> _WORK ITEM_: If a line in the listing below includes the string "without", pull it out.

> _TASK MATERIAL_:
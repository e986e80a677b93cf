use serde_json::Value;

use crate::core::domain::{ExecutionOutcome, FailureKind, RawSandboxOutput};
use crate::core::traits::executor::InvokeError;

/// One line of the wrapper protocol. Unknown fields are ignored so
/// wrapper evolution does not break older decoders.
#[derive(Debug, serde::Deserialize)]
struct WrapperReport {
    success: bool,
    #[serde(default)]
    result: Value,
    #[serde(default)]
    error: String,
    #[serde(default)]
    traceback: String,
    #[serde(default)]
    stdout: String,
    #[serde(default)]
    stderr: String,
}

/// Parses raw sandbox output into a typed outcome.
///
/// Executor-level failures (timeout, missing or misbehaving executor)
/// pass through unchanged. Otherwise the trimmed stdout must be one
/// JSON object per the wrapper contract; anything else is a pipeline
/// defect reported as malformed output. Isolation chatter on stderr is
/// never interpreted.
pub fn decode(raw: Result<RawSandboxOutput, InvokeError>) -> ExecutionOutcome {
    let output = match raw {
        Ok(output) => output,
        Err(err) => return decode_invoke_error(err),
    };

    let body = output.stdout.trim();
    if body.is_empty() {
        return ExecutionOutcome::Failure {
            kind: FailureKind::MalformedOutput,
            message: "No output from execution".to_string(),
            stdout: output.stdout.clone(),
            stderr: output.stderr,
        };
    }

    let report: WrapperReport = match serde_json::from_str(body) {
        Ok(report) => report,
        Err(err) => {
            return ExecutionOutcome::Failure {
                kind: FailureKind::MalformedOutput,
                message: format!("Failed to parse execution output: {err}"),
                stdout: output.stdout.clone(),
                stderr: output.stderr,
            };
        }
    };

    if report.success {
        ExecutionOutcome::Success {
            result: report.result,
            stdout: report.stdout,
            stderr: report.stderr,
        }
    } else {
        if !report.traceback.is_empty() {
            tracing::debug!(traceback = %report.traceback, "user code failed inside the sandbox");
        }
        ExecutionOutcome::Failure {
            kind: classify_wrapper_error(&report.error),
            message: report.error,
            stdout: report.stdout,
            stderr: report.stderr,
        }
    }
}

fn decode_invoke_error(err: InvokeError) -> ExecutionOutcome {
    let message = err.to_string();
    let (kind, stdout, stderr) = match err {
        InvokeError::Missing { .. } => (FailureKind::SandboxMissing, String::new(), String::new()),
        InvokeError::TimedOut => (FailureKind::Timeout, String::new(), String::new()),
        InvokeError::ExecutorFailed { output } => {
            (FailureKind::SandboxFailed, output.stdout, output.stderr)
        }
        InvokeError::FailedToLaunch { .. } => {
            (FailureKind::SandboxFailed, String::new(), String::new())
        }
    };

    ExecutionOutcome::Failure {
        kind,
        message,
        stdout,
        stderr,
    }
}

/// Maps the wrapper's free-text error onto a known failure category.
/// Messages that match no category are treated as raised by user code.
fn classify_wrapper_error(message: &str) -> FailureKind {
    if message.contains("No main() function found") {
        FailureKind::NoEntryPoint
    } else if message.contains("must return JSON serializable") {
        FailureKind::NonSerializableResult
    } else if message.contains("must have a return statement") {
        FailureKind::NoReturnStatement
    } else {
        FailureKind::UserRaised
    }
}
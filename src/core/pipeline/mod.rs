pub mod decoding;
pub mod invoking;
pub mod validating;
pub mod wrapping;

use std::sync::Arc;

use crate::config::Config;
use crate::core::domain::{ExecutionOutcome, FailureKind};
use crate::core::traits::executor::SandboxExecutor;

/// Runs one submission through the full pipeline: validate, wrap,
/// invoke, decode.
///
/// Every failure mode folds into [`ExecutionOutcome::Failure`]; this
/// function never returns an error and spawns no process for
/// submissions the validator rejects.
#[tracing::instrument(skip_all)]
pub async fn execute_script(
    executor: &Arc<dyn SandboxExecutor>,
    script: &str,
    config: &Config,
) -> ExecutionOutcome {
    if let Err(err) = validating::validate(script) {
        tracing::info!(error = %err, "script rejected by validation");
        return ExecutionOutcome::Failure {
            kind: FailureKind::Validation,
            message: err.to_string(),
            stdout: String::new(),
            stderr: String::new(),
        };
    }

    let wrapper = wrapping::build_wrapper(script);
    let raw = invoking::run_sandboxed(executor, &wrapper, &config.limits, &config.sandbox).await;
    decoding::decode(raw)
}
use std::path::PathBuf;
use std::str::FromStr;

use crate::core::domain::ResourceLimits;

/// Process-wide configuration, read from the environment exactly once
/// at startup and passed by reference into every component that needs
/// it. Nothing downstream reads ambient environment state directly.
#[derive(Clone, Debug)]
pub struct Config {
    pub host: String,
    pub port: u16,
    /// Maximum submitted-script length in characters.
    pub max_script_len: usize,
    pub limits: ResourceLimits,
    pub sandbox: SandboxConfig,
}

/// Locations and environment whitelist values for the sandbox executor.
#[derive(Clone, Debug)]
pub struct SandboxConfig {
    pub nsjail_path: PathBuf,
    pub python_path: PathBuf,
    pub python_search_path: String,
    pub ld_library_path: String,
}

#[derive(Debug, thiserror::Error)]
pub enum ConfigError {
    #[error("Invalid value for {key}: {value:?}")]
    InvalidValue { key: &'static str, value: String },
}

impl Config {
    pub fn from_env() -> Result<Self, ConfigError> {
        Ok(Config {
            host: env_or("HOST", "0.0.0.0".to_string())?,
            port: env_or("PORT", 8080)?,
            max_script_len: env_or("MAX_CODE_LENGTH", 10_000)?,
            limits: ResourceLimits {
                time_limit_secs: env_or("EXECUTION_TIMEOUT", 30)?,
                memory_limit_mb: env_or("MEMORY_LIMIT_MB", 1024)?,
                cpu_limit_secs: env_or("CPU_LIMIT_SECS", 10)?,
                max_file_size_mb: env_or("MAX_FILE_SIZE_MB", 64)?,
                max_open_files: env_or("MAX_OPEN_FILES", 128)?,
            },
            sandbox: SandboxConfig {
                nsjail_path: PathBuf::from(env_or(
                    "NSJAIL_PATH",
                    "/usr/local/bin/nsjail".to_string(),
                )?),
                python_path: PathBuf::from(env_or(
                    "PYTHON_PATH",
                    "/usr/local/bin/python3".to_string(),
                )?),
                python_search_path: env_or(
                    "SANDBOX_PYTHONPATH",
                    "/usr/local/lib/python3.11/site-packages".to_string(),
                )?,
                ld_library_path: env_or(
                    "SANDBOX_LD_LIBRARY_PATH",
                    "/usr/local/lib:/usr/lib:/lib".to_string(),
                )?,
            },
        })
    }
}

fn env_or<T: FromStr>(key: &'static str, default: T) -> Result<T, ConfigError> {
    parse_env(key, std::env::var(key).ok(), default)
}

fn parse_env<T: FromStr>(
    key: &'static str,
    raw: Option<String>,
    default: T,
) -> Result<T, ConfigError> {
    match raw {
        Some(value) => value
            .trim()
            .parse()
            .map_err(|_| ConfigError::InvalidValue { key, value }),
        None => Ok(default),
    }
}
use std::path::Path;
use std::process::Stdio;
use std::time::Duration;

use tokio::process::Command;
use tokio::time::timeout;

use crate::core::domain::{RawSandboxOutput, SandboxInvocation};
use crate::core::traits::executor::{InvokeError, SandboxExecutor};

/// Production [`SandboxExecutor`]: spawns the invocation as a child
/// process and collects its output within the wall-clock bound.
///
/// `kill_on_drop` guarantees the child is reaped when the wait expires,
/// so a timed-out sandbox process is not left running.
#[derive(Clone, Debug, Default)]
pub struct ProcessExecutor;

#[async_trait::async_trait]
impl SandboxExecutor for ProcessExecutor {
    async fn invoke(
        &self,
        invocation: &SandboxInvocation,
        wait: Duration,
    ) -> Result<RawSandboxOutput, InvokeError> {
        let mut cmd = Command::new(&invocation.program);
        cmd.args(&invocation.args)
            .stdin(Stdio::null())
            .stdout(Stdio::piped())
            .stderr(Stdio::piped())
            .kill_on_drop(true);

        let child = cmd.spawn().map_err(|e| match e.kind() {
            std::io::ErrorKind::NotFound => InvokeError::Missing {
                path: invocation.program.display().to_string(),
            },
            _ => InvokeError::FailedToLaunch {
                msg: format!("Failed to spawn process: {e}"),
            },
        })?;

        let output = match timeout(wait, child.wait_with_output()).await {
            Ok(result) => result.map_err(|e| InvokeError::FailedToLaunch {
                msg: format!("Failed to wait for process: {e}"),
            })?,
            Err(_) => return Err(InvokeError::TimedOut),
        };

        Ok(RawSandboxOutput {
            status: output.status.code().unwrap_or(-1),
            stdout: String::from_utf8_lossy(&output.stdout).to_string(),
            stderr: String::from_utf8_lossy(&output.stderr).to_string(),
        })
    }
}

/// Best-effort `--version` probe of the sandbox executor binary,
/// logged once at startup for diagnostics.
pub async fn probe_version(path: &Path) -> Option<String> {
    let probe = Command::new(path)
        .arg("--version")
        .stdin(Stdio::null())
        .kill_on_drop(true)
        .output();

    let output = timeout(Duration::from_secs(2), probe).await.ok()?.ok()?;
    let version = String::from_utf8_lossy(&output.stdout).trim().to_string();
    (!version.is_empty()).then_some(version)
}
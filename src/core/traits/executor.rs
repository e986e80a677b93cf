use std::time::Duration;

use crate::core::domain::{RawSandboxOutput, SandboxInvocation};

/// Narrow capability boundary to the external sandbox executor.
///
/// The executor is a black box: the entire observable surface back from
/// it is the exit status and the two raw byte streams. Implementations
/// must spawn exactly one child process per call and leave no residual
/// state behind, whether the call succeeds or fails.
#[mockall::automock]
#[async_trait::async_trait]
pub trait SandboxExecutor: Send + Sync {
    /// Runs one assembled invocation, waiting at most `wait` wall clock.
    async fn invoke(
        &self,
        invocation: &SandboxInvocation,
        wait: Duration,
    ) -> Result<RawSandboxOutput, InvokeError>;
}

/// Infrastructure-level failures of a sandbox invocation. These are
/// distinct from user-code errors, which the wrapper always reports
/// through its JSON body with a zero exit status.
#[derive(Clone, Debug, PartialEq, Eq, thiserror::Error)]
pub enum InvokeError {
    #[error("nsjail binary not found")]
    Missing { path: String },

    #[error("Code execution timed out")]
    TimedOut,

    #[error("Code execution failed in sandbox")]
    ExecutorFailed { output: RawSandboxOutput },

    #[error("Failed to launch sandbox executor: {msg}")]
    FailedToLaunch { msg: String },
}
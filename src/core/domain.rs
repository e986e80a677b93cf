use std::path::PathBuf;

use itertools::Itertools;
use serde_json::Value;

/// Resource ceilings applied to every sandboxed execution.
///
/// Built once from the process configuration at startup and shared
/// read-only across requests; there is no per-request tuning.
#[derive(Clone, Debug, PartialEq, Eq)]
pub struct ResourceLimits {
    pub time_limit_secs: u64,
    pub memory_limit_mb: u64,
    pub cpu_limit_secs: u64,
    pub max_file_size_mb: u64,
    pub max_open_files: u64,
}

/// A fully assembled sandbox executor command.
///
/// Constructed fresh per request, determined entirely by the resource
/// limits and the wrapper program text.
#[derive(Clone, Debug, PartialEq, Eq)]
pub struct SandboxInvocation {
    pub program: PathBuf,
    pub args: Vec<String>,
}

impl SandboxInvocation {
    pub fn command_line(&self) -> String {
        format!("{} {}", self.program.display(), self.args.iter().join(" "))
    }
}

/// Raw observable surface of one sandbox executor run: exit status plus
/// the two captured byte streams. Lives only for the request that
/// produced it.
#[derive(Clone, Debug, Default, PartialEq, Eq)]
pub struct RawSandboxOutput {
    pub status: i32,
    pub stdout: String,
    pub stderr: String,
}

/// Terminal outcome of one submission, returned to the caller and never
/// mutated after construction.
#[derive(Clone, Debug, PartialEq)]
pub enum ExecutionOutcome {
    Success {
        result: Value,
        stdout: String,
        stderr: String,
    },
    Failure {
        kind: FailureKind,
        message: String,
        stdout: String,
        stderr: String,
    },
}

#[derive(Clone, Copy, Debug, PartialEq, Eq)]
pub enum FailureKind {
    /// Rejected by the static screen before any process was spawned.
    Validation,
    /// The wrapper found no `main` in the executed namespace.
    NoEntryPoint,
    /// `main` has no return statement.
    NoReturnStatement,
    /// `main` returned a value with no JSON mapping.
    NonSerializableResult,
    /// User code raised.
    UserRaised,
    /// The sandbox process exceeded its wall-clock bound.
    Timeout,
    /// The sandbox executor binary could not be located.
    SandboxMissing,
    /// The sandbox executor itself exited non-zero or failed to launch.
    SandboxFailed,
    /// The sandbox produced output that does not conform to the wrapper
    /// protocol. Always a pipeline defect, never the user's fault.
    MalformedOutput,
}
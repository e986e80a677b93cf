use crate::constants::PYTHON_GRAMMAR_ERR;

/// Tokens treated as evidence of unsafe intent. Scanned
/// case-insensitively, in declaration order; the first hit aborts
/// validation. This is a coarse deterrent, not a security boundary --
/// the sandbox's resource limits are the real one.
const DENYLIST: &[&str] = &[
    "import os",
    "import sys",
    "import subprocess",
    "import socket",
    "import urllib",
    "import requests",
    "import http",
    "import ftplib",
    "import smtplib",
    "import telnetlib",
    "import webbrowser",
    "from os",
    "from sys",
    "from subprocess",
    "from socket",
    "__import__",
    "getattr",
    "setattr",
    "delattr",
    "hasattr",
    "globals()",
    "locals()",
    "vars()",
    "dir()",
    "eval(",
    "exec(",
    "compile(",
    "open(",
    "file(",
    "input(",
    "raw_input(",
    "execfile(",
    "__builtins__",
    "__globals__",
    "__locals__",
];

#[derive(Clone, Debug, PartialEq, Eq, thiserror::Error)]
pub enum ValidationError {
    #[error("Code cannot be empty")]
    Empty,

    #[error("Unsafe operation detected: {token}")]
    UnsafeOperation { token: String },

    #[error("Syntax error in code: {message}")]
    Syntax { message: String },

    #[error("Code must contain a main() function")]
    MissingMain,

    #[error("main() function must have a return statement")]
    MissingReturn,
}

/// Static pre-execution screen of a submitted script.
///
/// Pure function of the input text, the fixed denylist, and the Python
/// grammar. Checks run in order: emptiness, denylist scan, syntax
/// parse, entry-point shape. Returned expression types are not
/// inspected; that is deferred to execution inside the wrapper.
pub fn validate(script: &str) -> Result<(), ValidationError> {
    if script.trim().is_empty() {
        return Err(ValidationError::Empty);
    }

    let lowered = script.to_lowercase();
    if let Some(token) = DENYLIST.iter().copied().find(|t| lowered.contains(t)) {
        return Err(ValidationError::UnsafeOperation {
            token: token.to_string(),
        });
    }

    let tree = parse_python(script)?;
    let root = tree.root_node();
    if let Some(node) = first_error_node(root) {
        return Err(ValidationError::Syntax {
            message: describe_error(node, script),
        });
    }

    let main_fn = find_function(root, script, "main").ok_or(ValidationError::MissingMain)?;
    if !contains_return(main_fn) {
        return Err(ValidationError::MissingReturn);
    }

    Ok(())
}

fn parse_python(source: &str) -> Result<tree_sitter::Tree, ValidationError> {
    let mut parser = tree_sitter::Parser::new();
    parser
        .set_language(&tree_sitter_python::LANGUAGE.into())
        .expect(PYTHON_GRAMMAR_ERR);

    parser.parse(source, None).ok_or(ValidationError::Syntax {
        message: "parsing failed".to_string(),
    })
}

/// Finds the first ERROR or MISSING node in document order.
/// Tree-sitter is error-tolerant, so a tree is produced even for
/// invalid input and has to be checked for error nodes explicitly.
fn first_error_node(node: tree_sitter::Node<'_>) -> Option<tree_sitter::Node<'_>> {
    if node.is_error() || node.is_missing() {
        return Some(node);
    }
    if !node.has_error() {
        return None;
    }

    let mut cursor = node.walk();
    for child in node.children(&mut cursor) {
        if let Some(found) = first_error_node(child) {
            return Some(found);
        }
    }
    None
}

fn describe_error(node: tree_sitter::Node<'_>, source: &str) -> String {
    let start = node.start_position();
    let line = start.row + 1;
    let column = start.column + 1;

    if node.is_missing() {
        return format!("missing {} at line {}, column {}", node.kind(), line, column);
    }

    let context: String = source
        .get(node.byte_range())
        .map(|text| text.trim().chars().take(40).collect())
        .unwrap_or_default();
    if context.is_empty() {
        format!("invalid syntax at line {line}, column {column}")
    } else {
        format!("invalid syntax near {context:?} at line {line}, column {column}")
    }
}

/// Walks the whole tree for a function definition with the given name,
/// so nested definitions count the same way a full AST walk would.
fn find_function<'t>(
    node: tree_sitter::Node<'t>,
    source: &str,
    name: &str,
) -> Option<tree_sitter::Node<'t>> {
    if node.kind() == "function_definition" {
        let matches = node
            .child_by_field_name("name")
            .and_then(|n| n.utf8_text(source.as_bytes()).ok())
            .is_some_and(|text| text == name);
        if matches {
            return Some(node);
        }
    }

    let mut cursor = node.walk();
    for child in node.children(&mut cursor) {
        if let Some(found) = find_function(child, source, name) {
            return Some(found);
        }
    }
    None
}

fn contains_return(node: tree_sitter::Node<'_>) -> bool {
    if node.kind() == "return_statement" {
        return true;
    }

    let mut cursor = node.walk();
    node.children(&mut cursor).any(contains_return)
}
//! Host-supplied configuration. The core reads these fields and nothing else; it never parses a
//! file or an environment variable itself — that plumbing belongs to the host.

use crate::metrics::MetricSink;
use serde::{Deserialize, Serialize};

/// Options the host constructs once per pipeline (or per test) and passes into the runners.
#[derive(Debug, Clone, Serialize, Deserialize)]
pub struct PipelineOptions {
    /// When set, every `MetricSink` call is skipped rather than forwarded.
    #[serde(default)]
    pub disable_metrics: bool,
    /// Overrides the allowed lateness carried on the windowing strategy, for hosts that want a
    /// single knob across all windowed stages without re-deriving each strategy.
    #[serde(default)]
    pub allowed_lateness_override_ms: Option<i64>,
    /// Enables event-time sorted delivery in `StatefulRunner` for DoFns that declare
    /// `requires_time_sorted_input`.
    #[serde(default)]
    pub ordering_enabled: bool,
}

impl Default for PipelineOptions {
    fn default() -> Self {
        Self {
            disable_metrics: false,
            allowed_lateness_override_ms: None,
            ordering_enabled: false,
        }
    }
}

impl PipelineOptions {
    pub fn effective_allowed_lateness(&self, strategy_allowed_lateness_ms: i64) -> i64 {
        self.allowed_lateness_override_ms
            .unwrap_or(strategy_allowed_lateness_ms)
    }

    /// Forwards `sink.inc(name, n)` unless `disable_metrics` is set. The one place every runner
    /// consults the flag, so a call site never has to branch on it itself.
    pub fn record_metric(&self, sink: &dyn MetricSink, name: &str, n: u64) {
        if !self.disable_metrics {
            sink.inc(name, n);
        }
    }
}
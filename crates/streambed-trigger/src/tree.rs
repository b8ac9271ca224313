//! The declarative trigger tree a host hands in once per key.

/// A trigger expression. Compiled into an executable [`crate::machine::TriggerMachine`], which
/// walks this tree once per element arrival, watermark advance, or processing-time tick and
/// persists its own per-node state under the window's namespace.
#[derive(Debug, Clone)]
pub enum Trigger {
    /// Ready once the input watermark passes the window's `maxTimestamp`.
    AfterWatermark,
    /// Ready `delay_ms` after the first element this node has seen in the window arrived, in the
    /// processing-time domain.
    AfterProcessingTime(i64),
    /// Ready once at least `n` elements have reached this node.
    AfterCount(u64),
    /// Fires each child once, in order; closes once every child has fired.
    AfterEach(Vec<Trigger>),
    /// Re-arms its child every time it fires; never closes on its own.
    Repeatedly(Box<Trigger>),
    /// Fires whenever `main` or `until` is ready; once `until` fires, the whole node closes
    /// regardless of `main`'s state.
    OrFinally { main: Box<Trigger>, until: Box<Trigger> },
    /// Never fires.
    Never,
    /// Ready immediately.
    Always,
}

impl Trigger {
    pub fn after_each(children: impl IntoIterator<Item = Trigger>) -> Self {
        Trigger::AfterEach(children.into_iter().collect())
    }

    pub fn repeatedly(inner: Trigger) -> Self {
        Trigger::Repeatedly(Box::new(inner))
    }

    pub fn or_finally(main: Trigger, until: Trigger) -> Self {
        Trigger::OrFinally {
            main: Box::new(main),
            until: Box::new(until),
        }
    }
}
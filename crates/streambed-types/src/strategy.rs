//! Small enums that parameterize a windowing strategy.
//!
//! The strategy itself — which bundles these with a window-assignment function and a trigger
//! tree — is assembled in `streambed-core`, since it has to own trait objects for both of those;
//! this crate only carries the leaf vocabulary so both `streambed-core` and `streambed-trigger`
//! can speak it without depending on each other.

/// Whether successive panes for a window re-emit all prior contents or only the delta since the
/// last firing.
#[derive(Debug, Clone, Copy, PartialEq, Eq)]
pub enum AccumulationMode {
    Discarding,
    Accumulating,
}

/// Whether the window's closing (GC-triggered) pane is pushed when its buffer is empty at close
/// time — e.g. because an earlier discarding firing already drained it and nothing arrived since.
#[derive(Debug, Clone, Copy, PartialEq, Eq)]
pub enum ClosingBehavior {
    FireIfNonEmpty,
    FireAlways,
}

/// Whether a firing that happens before the window closes (an "on time" pane, as opposed to the
/// final closing pane) is pushed when its buffer is empty.
#[derive(Debug, Clone, Copy, PartialEq, Eq)]
pub enum OnTimeBehavior {
    FireIfNonEmpty,
    FireAlways,
}

/// How the output timestamp of a pane is derived from the timestamps of its constituent elements.
#[derive(Debug, Clone, Copy, PartialEq, Eq)]
pub enum TimestampCombiner {
    /// The end of the window (minus one millisecond), regardless of element timestamps.
    EndOfWindow,
    /// The earliest element timestamp seen in the pane.
    EarliestElement,
    /// The latest element timestamp seen in the pane.
    LatestElement,
}
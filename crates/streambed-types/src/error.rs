//! The typed error surface shared by every crate in the workspace.

use thiserror::Error;

/// The kinds of failure a key's processing can surface. Per the recovery policy, only
/// [`CoreError::LateElement`] is handled internally (dropped, counted); every other variant
/// aborts the current `processElement`/`onTimer` call and is the host's to decide whether to
/// retry.
#[derive(Error, Debug)]
pub enum CoreError {
    #[error("watermark for domain {domain:?} cannot move backwards: {from} -> {to}")]
    InvalidWatermark {
        domain: &'static str,
        from: i64,
        to: i64,
    },

    #[error("state cell {cell_id:?} accessed as {expected} but was created as {actual}")]
    StateTypeMismatch {
        cell_id: String,
        expected: &'static str,
        actual: &'static str,
    },

    #[error("trigger machine reached an impossible state: {0}")]
    TriggerContract(String),

    #[error("user code failed: {0}")]
    UserCodeFailure(#[source] Box<dyn std::error::Error + Send + Sync>),

    #[error("element at {timestamp}ms for window {window:?} arrived after its allowed lateness expired at {expiration}ms")]
    LateElement {
        timestamp: i64,
        window: String,
        expiration: i64,
    },

    #[error("window merge proposed on a non-mergeable window function")]
    MergeConflict,

    #[error("state codec error: {0}")]
    Codec(String),
}

pub type Result<T> = std::result::Result<T, CoreError>;

/// Converts the core's typed `Result` into `anyhow::Result`, the single catch-all boundary a host
/// can wrap the core's own `Result` in when it would rather propagate failures with `?` than match
/// on every `CoreError` variant itself (§7).
pub fn into_anyhow<T>(result: Result<T>) -> anyhow::Result<T> {
    result.map_err(anyhow::Error::from)
}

> _ANSWER SPACE_:
    /// single knob across all windowed stages without re-deriving each strategy.
//! can speak it without depending on each other.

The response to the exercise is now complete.